The study investigator would like to observe the change in peripheral tissue oxygenation in
different time points during the liver transplantation. We hypothesize that there is a
change in microcirculatory function and StO2 in end-stage liver disease patients detected by
VOT and NIRS.
End - stage liver disease patients scheduled for liver transplantation will be enrolled.
They will receive normal standard of care. The VOT assessment using a non-invasive,
integrated research device (InspectraTM StO2 Vascular Occlusion test (VOT) Research Device
Hutchinson Corp Minn, MN, USA) and 15 mm Inspectra thenar sensor probe. An integrated blood
pressure cuff is placed on the right arm and inflated to a pressure sufficient to produce
arterial inflow occlusion (50mmHg above systolic pressure). The cuff remains inflated until
a StO2 value of 40% is achieved. During the inflation and deflation, various StO2 parameters
are measured and recorded at designed time point.

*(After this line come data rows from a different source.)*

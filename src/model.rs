use std::collections::BTreeMap;
use std::fmt;

use chrono::NaiveDate;
use serde::{Deserialize, Serialize};
use uuid::Uuid;

#[derive(Debug, Clone, Copy, PartialEq, Eq, Hash, PartialOrd, Ord, Serialize, Deserialize)]
#[serde(rename_all = "kebab-case")]
pub enum Category {
    Jobs,
    RealEstate,
    Vehicles,
    Services,
    Goods,
    Events,
    Businesses,
    Community,
}

impl Category {
    pub fn as_str(self) -> &'static str {
        match self {
            Self::Jobs => "jobs",
            Self::RealEstate => "real-estate",
            Self::Vehicles => "vehicles",
            Self::Services => "services",
            Self::Goods => "goods",
            Self::Events => "events",
            Self::Businesses => "businesses",
            Self::Community => "community",
        }
    }
}

impl fmt::Display for Category {
    fn fmt(&self, f: &mut fmt::Formatter<'_>) -> fmt::Result {
        f.write_str(self.as_str())
    }
}

/// Coarse content-volume tier. Ordering follows the declaration order.
#[derive(Debug, Clone, Copy, PartialEq, Eq, Hash, PartialOrd, Ord, Serialize, Deserialize)]
#[serde(rename_all = "snake_case")]
pub enum SizeTier {
    Tiny,
    Small,
    Medium,
    Large,
    Huge,
}

impl SizeTier {
    pub fn as_str(self) -> &'static str {
        match self {
            Self::Tiny => "tiny",
            Self::Small => "small",
            Self::Medium => "medium",
            Self::Large => "large",
            Self::Huge => "huge",
        }
    }

    /// Days an ad of this tier stays listed after publication.
    pub fn expiry_days(self) -> u64 {
        match self {
            Self::Tiny => 7,
            Self::Small => 14,
            Self::Medium => 21,
            Self::Large => 30,
            Self::Huge => 45,
        }
    }
}

#[derive(Debug, Clone, Copy, PartialEq, Eq, Serialize, Deserialize)]
#[serde(rename_all = "snake_case")]
pub enum ContactKind {
    Phone,
    Whatsapp,
    Email,
}

#[derive(Debug, Clone, PartialEq, Eq, Serialize, Deserialize)]
pub struct Contact {
    pub kind: ContactKind,
    pub value: String,
    pub is_primary: bool,
}

#[derive(Debug, Clone, PartialEq, Serialize, Deserialize)]
pub struct StructuredLocation {
    pub country: String,
    pub region: String,
    pub province: String,
    pub district: String,
    #[serde(default, skip_serializing_if = "Option::is_none")]
    pub address: Option<String>,
    #[serde(default, skip_serializing_if = "Option::is_none")]
    pub lat: Option<f64>,
    #[serde(default, skip_serializing_if = "Option::is_none")]
    pub lon: Option<f64>,
}

#[derive(Debug, Clone, PartialEq, Serialize, Deserialize)]
#[serde(tag = "kind", rename_all = "snake_case")]
pub enum Location {
    Text { text: String },
    Structured(StructuredLocation),
}

impl Location {
    /// Single-line rendering used for indexing and logs.
    pub fn display_text(&self) -> String {
        match self {
            Self::Text { text } => text.clone(),
            Self::Structured(loc) => {
                let mut parts = Vec::with_capacity(4);
                if let Some(address) = &loc.address {
                    parts.push(address.as_str());
                }
                parts.push(loc.district.as_str());
                if loc.province != loc.district {
                    parts.push(loc.province.as_str());
                }
                parts.push(loc.region.as_str());
                parts.join(", ")
            }
        }
    }
}

#[derive(Debug, Clone, PartialEq, Serialize, Deserialize)]
pub struct ClassifiedAd {
    pub id: Uuid,
    pub category: Category,
    pub title: String,
    pub description: String,
    pub contacts: Vec<Contact>,
    pub location: Location,
    pub size_tier: SizeTier,
    #[serde(default, skip_serializing_if = "Option::is_none")]
    pub price_text: Option<String>,
    pub published_at: NaiveDate,
    pub expires_at: NaiveDate,
    pub source_edition: String,
    pub source_page: u32,
    pub is_historic: bool,
    pub is_active: bool,
}

impl ClassifiedAd {
    pub fn primary_contact(&self) -> Option<&Contact> {
        self.contacts.iter().find(|contact| contact.is_primary)
    }
}

#[derive(Debug, Clone, Copy, PartialEq, Eq, Default, Serialize, Deserialize)]
#[serde(rename_all = "snake_case")]
pub enum UnitStatus {
    #[default]
    Pending,
    InProgress,
    Completed,
    Failed,
}

impl UnitStatus {
    pub fn as_str(self) -> &'static str {
        match self {
            Self::Pending => "pending",
            Self::InProgress => "in_progress",
            Self::Completed => "completed",
            Self::Failed => "failed",
        }
    }
}

#[derive(Debug, Clone, Default, PartialEq, Serialize, Deserialize)]
pub struct ImportUnitProgress {
    pub unit_id: String,
    pub status: UnitStatus,
    pub pages_processed: usize,
    pub rows_seen: usize,
    pub noise_dropped: usize,
    pub ads_extracted: usize,
    pub rejected: usize,
    pub ads_loaded: usize,
    pub quarantined: usize,
    pub errors: Vec<String>,
    pub source_sha256: Option<String>,
    pub started_at: Option<String>,
    pub completed_at: Option<String>,
    pub updated_at: Option<String>,
}

impl ImportUnitProgress {
    pub fn pending(unit_id: &str) -> Self {
        Self {
            unit_id: unit_id.to_string(),
            ..Self::default()
        }
    }
}

#[derive(Debug, Clone, Default, PartialEq, Serialize, Deserialize)]
pub struct RunTotals {
    pub units_total: usize,
    pub units_completed: usize,
    pub units_failed: usize,
    pub units_in_progress: usize,
    pub rows_seen: usize,
    pub ads_extracted: usize,
    pub rejected: usize,
    pub ads_loaded: usize,
    pub quarantined: usize,
}

#[derive(Debug, Clone, PartialEq, Serialize, Deserialize)]
pub struct ImportRun {
    pub manifest_version: u32,
    pub run_id: String,
    pub started_at: String,
    pub updated_at: String,
    pub totals: RunTotals,
    pub units: BTreeMap<String, ImportUnitProgress>,
}

impl ImportRun {
    pub fn recompute_totals(&mut self) {
        let mut totals = RunTotals {
            units_total: self.units.len(),
            ..RunTotals::default()
        };
        for unit in self.units.values() {
            match unit.status {
                UnitStatus::Completed => totals.units_completed += 1,
                UnitStatus::Failed => totals.units_failed += 1,
                UnitStatus::InProgress => totals.units_in_progress += 1,
                UnitStatus::Pending => {}
            }
            totals.rows_seen += unit.rows_seen;
            totals.ads_extracted += unit.ads_extracted;
            totals.rejected += unit.rejected;
            totals.ads_loaded += unit.ads_loaded;
            totals.quarantined += unit.quarantined;
        }
        self.totals = totals;
    }
}

#[derive(Debug, Clone, PartialEq, Serialize, Deserialize)]
pub struct QuarantineEntry {
    pub record: ClassifiedAd,
    pub last_error: String,
    pub attempt_count: u32,
}

#[derive(Debug, Clone, PartialEq, Serialize, Deserialize)]
pub struct QuarantineFile {
    pub manifest_version: u32,
    pub unit_id: String,
    pub updated_at: String,
    pub entries: Vec<QuarantineEntry>,
}

/// Optional per-edition metadata document (`info.json`).
#[derive(Debug, Clone, Serialize, Deserialize)]
pub struct EditionInfo {
    pub edition_id: String,
    pub published_at: NaiveDate,
    #[serde(default)]
    pub page_count: Option<usize>,
}

#[derive(Debug, Clone, Serialize, Deserialize)]
pub struct PageFileEntry {
    pub filename: String,
    pub sha256: String,
}

#[derive(Debug, Clone, Serialize, Deserialize)]
pub struct EditionEntry {
    pub edition_id: String,
    pub directory: String,
    pub published_at: NaiveDate,
    pub date_source: String,
    pub page_count: usize,
    pub sha256: String,
    pub files: Vec<PageFileEntry>,
}

#[derive(Debug, Clone, Serialize, Deserialize)]
pub struct EditionInventoryManifest {
    pub manifest_version: u32,
    pub generated_at: String,
    pub source_directory: String,
    pub edition_count: usize,
    pub editions: Vec<EditionEntry>,
    #[serde(default)]
    pub warnings: Vec<String>,
}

Specific VOT parameters of interest:
- Baseline StO2 (reflective of perfusion/metabolism ratio)
- Ischemia slope (partly reflective of basal O2 consumption)
- Ischemia area (partly reflective of basal O2 consumption)
- Time till 40% ischemic threshold (partly reflective of basal O2 consumption)
- Recovery slope (biphasic and reflective of shear stress and endothelial vasoreactivity)
- Recovery area (reflective of endothelial vasoreactivity)
- Hyperemia area (reflective of endothelial vasoreactivity and tissue metabolic rate) To
determine effect of core versus peripheral temperatures, a conventional skin
thermocouple will be placed under adhesive patch used to secure NIRS optodes in
position on thenar eminence
Data collection
1. Demographic data: a)age, b)sex, c)diagnosis, d)Model of End-stage Liver Disease (MELD)
score, Body Mass Index (BMI)
2. Clinical parameter : the investigator will collect clinical data including VOT
parameters (from above), hemodynamics parameter, chemical parameters and medications
used in specific time frame :
- time frame
1. pre-operative (for base line data)
2. pre-anhepatic phase (15 min. before the inferior vena cava (IVC) clamps)
3. anhepatic phase (30 min. after the IVC clamps),
4. reperfusion phase (30 min. after the release the IVC clamps),
5. immediately post operation (at the skin closure)
- hemodynamics : SpO2 (Pulse oxygen saturation), MAP (mean arterial pressure), HR
(heart rate), CVP (Central venous pressure), PAP (Pulmonary artery pressure), CI
(Cardiac output index), PCWP (Pulmonary artery wedge pressure), SVRI (Systemic
vascular resistance index), PVRI (Pulmonary vascular resistance index),
temperature
- chemical : Hb, Platelets, INR (international normalized ratio) (PT : Prothrombin
time), PTT (partial thromboplastin time), Lactate, base excess
- Medications : Volatile agents, Vasopressors (Concentration at recorded time
points)
Then we will compare the dynamic changes of StO2 parameters in different time points (as
mentioned) and compare to the hemodynamics and chemical parameters.